Jeśli chodzi o katolickich autorów, podobną wartość ma pięć tomów poświęconych Jezusowi amerykańskiego biblisty Johna P. Meiera. Są niezwykle szczegółowo udokumentowane. Niestety są poza zasięgiem polskiego czytelnika.
Tak więc poza żydowskim kontekstem Jezus przestaje być zrozumiały.
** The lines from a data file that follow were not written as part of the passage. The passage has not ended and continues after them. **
impl Session {
    /// Session over the given store and cookie jar
    #[must_use]
    pub fn new(store: Arc<dyn KeyValueStore>, cookies: Arc<dyn CookieJar>) -> Self {
        Self { store, cookies }
    }

    /// The persistent store
    #[must_use]
    pub fn store(&self) -> &dyn KeyValueStore {
        self.store.as_ref()
    }

    /// The cookie jar
    #[must_use]
    pub fn cookies(&self) -> &dyn CookieJar {
        self.cookies.as_ref()
    }

    // ── Cookies ────────────────────────────────────────────

    /// Value of the `auth` cookie (everything after its first `=`)
    #[must_use]
    pub fn get_auth_cookie(&self) -> Option<String> {
        let prefix = format!("{AUTH_COOKIE}=");
        self.cookies
            .cookie_string()
            .split(';')
            .map(str::trim)
            .find(|c| c.starts_with(&prefix))
            .and_then(|c| c.split_once('='))
            .map(|(_, value)| value.to_string())
    }

    /// Writes `name=value` expiring `hours` from now, path `/`.
    ///
    /// Name and value are written as-is; callers pass cookie-safe text.
    /// When `hours` is not finite or lands outside years 0..=9999 the
    /// `expires` attribute is left out and the cookie lasts for the session.
    #[allow(clippy::cast_possible_truncation)]
    pub fn set_cookie(&self, name: &str, value: &str, hours: f64) -> Result<(), PikPakError> {
        let expires = Some(hours * 3_600_000.0)
            .filter(|ms| ms.is_finite())
            .and_then(|ms| TimeDelta::try_milliseconds(ms.round() as i64))
            .and_then(|delta| Utc::now().checked_add_signed(delta))
            .filter(|at| (0..=9999).contains(&at.year()));

        let assignment = match expires {
            Some(at) => format!("{name}={value};expires={};path=/", format_cookie_date(&at)),
            None => {
                tracing::debug!(
                    "Cookie {name} expiry of {hours}h is out of range; writing a session cookie"
                );
                format!("{name}={value};path=/")
            }
        };
        self.cookies.write(&assignment)
    }

    /// Expires cookie `name`
    pub fn delete_cookie(&self, name: &str) -> Result<(), PikPakError> {
        self.cookies
            .write(&format!("{name}=;expires={EXPIRED_COOKIE_DATE};path=/;"))
    }

    // ── Email & directory ──────────────────────────────────

    /// Stores `email` and the directory map (an empty map when `None`)
    pub fn set_email_and_directory(
        &self,
        email: &str,
        directory: Option<&DirectoryMap>,
    ) -> Result<(), PikPakError> {
        let dir = match directory {
            Some(map) => serde_json::to_string(map).map_err(|e| PikPakError::Serde(e.to_string()))?,
            None => "{}".to_string(),
        };
        self.store.set(KEY_EMAIL, email)?;
        self.store.set(KEY_DIR, &dir)
    }

    /// Stored email and the directory chosen on the selected server.
    ///
    /// With no server selected both are `None` and nothing else is read.
    #[must_use]
    pub fn get_email_and_directory(&self) -> EmailAndDirectory {
        let Some(server) = self.get_selected_server() else {
            return EmailAndDirectory::default();
        };

        let dirs = self.stored_directory_map();
        EmailAndDirectory {
            email: self.store.get(KEY_EMAIL),
            dir: dirs.directory_for(&server).map(str::to_string),
        }
    }

    /// Removes the stored email and directory map
    pub fn delete_email_and_directory(&self) -> Result<(), PikPakError> {
        self.store.remove(KEY_EMAIL)?;
        self.store.remove(KEY_DIR)
    }

    fn stored_directory_map(&self) -> DirectoryMap {
        self.store
            .get(KEY_DIR)
            .map(|raw| DirectoryMap::parse_lenient(&raw))
            .unwrap_or_default()
    }

    // ── Servers ────────────────────────────────────────────

    /// The selected server id, as stored
    #[must_use]
    pub fn get_selected_server(&self) -> Option<String> {
        self.store.get(KEY_SELECTED_SERVER)
    }

    /// The server options JSON, as stored
    #[must_use]
    pub fn get_server_options(&self) -> Option<String> {
        self.store.get(KEY_SERVER_OPTIONS)
    }

    fn parsed_server_options(&self) -> Option<ServerOptions> {
        ServerOptions::parse(&self.get_server_options()?)
    }

    /// Expiry date of `selected_server` as `"05 Jan 2024"`.
    ///
    /// `None` when there is no server id, no options, no entry for the server,
    /// or the entry lacks a usable `created_at`/`expiry`.
    #[must_use]
    pub fn get_server_expiry_date(&self, selected_server: Option<&str>) -> Option<String> {
        let options = self.parsed_server_options()?;
        let server = selected_server.filter(|s| !s.is_empty())?;
        let expires = options.get(server)?.expiry_date()?;
        Some(format_short_date(&expires))
    }

    /// Quota and usage of the selected server.
    ///
    /// `None` when options, the selected server's entry, or either number is
    /// missing or unparseable.
    #[must_use]
    pub fn calculate_drive_info(&self) -> Option<DriveInfo> {
        let options = self.parsed_server_options()?;
        let server = self.get_selected_server()?;
        let details = options.get(&server)?;

        Some(DriveInfo {
            limit: details.limit.as_ref()?.leading_int()?,
            used: details.drive_used.as_ref()?.leading_int()?,
        })
    }

    // ── Generic access ─────────────────────────────────────

    /// Clears the whole store, not only the keys this crate knows
    pub fn delete_all_local_state(&self) -> Result<(), PikPakError> {
        self.store.clear()
    }

    /// Raw read of any key
    #[must_use]
    pub fn get_item(&self, key: &str) -> Option<String> {
        self.store.get(key)
    }

    /// Raw write of any key
    pub fn set_item(&self, key: &str, value: &str) -> Result<(), PikPakError> {
        self.store.set(key, value)
    }

    // ── Appearance ─────────────────────────────────────────

    /// Applies the stored `darkMode` flag to the host's presentation classes
    pub fn apply_dark_mode_preference(&self, host: &dyn Appearance) {
        let enabled = self.get_item(KEY_DARK_MODE).as_deref() == Some("true");
        host.toggle_class(DARK_CLASS, enabled);
    }
}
Ależ oczywiście. Jezusa bez judaizmu nie da się zrozumieć. Naziści próbowali zrobić z niego aryjczyka, co zgłębiała Susannah Heschel, córka wybitnego rabina pochodzącego z Polski Abrahama Joshui Heschla, sama będąca teolożką. Jej zdaniem próby arianizacji, czyli nazistowskiego odżydzania, to zwykłe zakłamanie. Odcinanie od korzeni odbywa się zawsze ze szkodą dla Jezusa. Wspomniany przeze mnie Boyarin napisał świetną książkę o Jezusie Jewish Gospel, czyli właśnie „Ewangelia żydowska”, i pokazuje w niej dokładnie, jak bardzo Jezus przestrzegał prawa. Był po prostu pobożnym Żydem. Wiele ze wspomnianych przeze mnie książek nie zostało jeszcze przetłumaczonych na język polski, ale to wszystko nastąpi. To ostatni moment, kiedy ignorancję kulturowo-historyczną na temat czasów Jezusa i samego Jezusa można jeszcze jakoś usprawiedliwiać.
Jeśli chcemy zrozumieć źródła nienawiści do Żydów, to trzeba zdekodować ten ideologiczny język.